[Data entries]
-=-=-

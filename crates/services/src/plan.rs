//! Random choices made for one generation request.
//!
//! Everything random is drawn up front into a [`GenerationPlan`] so the
//! async part of the request holds no RNG and tests can supply a fixed plan.

use rand::distributions::Alphanumeric;
use rand::seq::SliceRandom;
use rand::Rng;

/// Prompts the generator picks from, uniformly.
pub const TOPICS: &[&str] = &[
    "Write a blog post about new features in Svelte 5 that developers will love",
    "Explain the top 5 PocketBase features that make it great for rapid development",
    "Write a tutorial on how to use Svelte 5's runes with PocketBase",
    "Create a blog post about PocketBase hooks and when to use them",
    "Write about Svelte 5's performance improvements compared to previous versions",
    "Explain how to implement real-time features with PocketBase and Svelte",
    "Create a post about authentication best practices with PocketBase",
];

const ID_ALPHABET: &[u8] = b"abcdefghijklmnopqrstuvwxyz0123456789";
const ID_LEN: usize = 15;

/// Where placeholder images come from and how many a post may get.
#[derive(Debug, Clone)]
pub struct ImageOptions {
    pub base_url: String,
    pub max_count: usize,
    pub width: std::ops::RangeInclusive<u32>,
    pub height: std::ops::RangeInclusive<u32>,
}

impl Default for ImageOptions {
    fn default() -> Self {
        Self {
            base_url: "https://picsum.photos".to_string(),
            max_count: 4,
            width: 400..=1200,
            height: 300..=800,
        }
    }
}

#[derive(Debug, Clone, PartialEq, Eq)]
pub struct GenerationPlan {
    pub topic: String,
    pub image_urls: Vec<String>,
}

impl GenerationPlan {
    pub fn draw<R: Rng + ?Sized>(rng: &mut R, images: &ImageOptions) -> Self {
        let topic = TOPICS
            .choose(rng)
            .copied()
            .unwrap_or(TOPICS[0])
            .to_string();
        let count = rng.gen_range(0..=images.max_count);
        let image_urls = (0..count).map(|_| image_url(rng, images)).collect();
        Self { topic, image_urls }
    }
}

fn image_url<R: Rng + ?Sized>(rng: &mut R, images: &ImageOptions) -> String {
    let seed: String = (0..10).map(|_| char::from(rng.sample(Alphanumeric))).collect();
    let width = rng.gen_range(images.width.clone());
    let height = rng.gen_range(images.height.clone());
    format!(
        "{}/seed/{}/{}/{}",
        images.base_url.trim_end_matches('/'),
        seed,
        width,
        height
    )
}

/// A fresh record id: 15 lowercase alphanumeric characters.
pub fn new_record_id<R: Rng + ?Sized>(rng: &mut R) -> String {
    (0..ID_LEN)
        .map(|_| ID_ALPHABET[rng.gen_range(0..ID_ALPHABET.len())] as char)
        .collect()
}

-=-=-

*What needs to be done*:
Go through the entries and return each line where the word "width" occurs.

*Response box*:
    pub width: std::ops::RangeInclusive<u32>,
            width: 400..=1200,
    let width = rng.gen_range(images.width.clone());
        width,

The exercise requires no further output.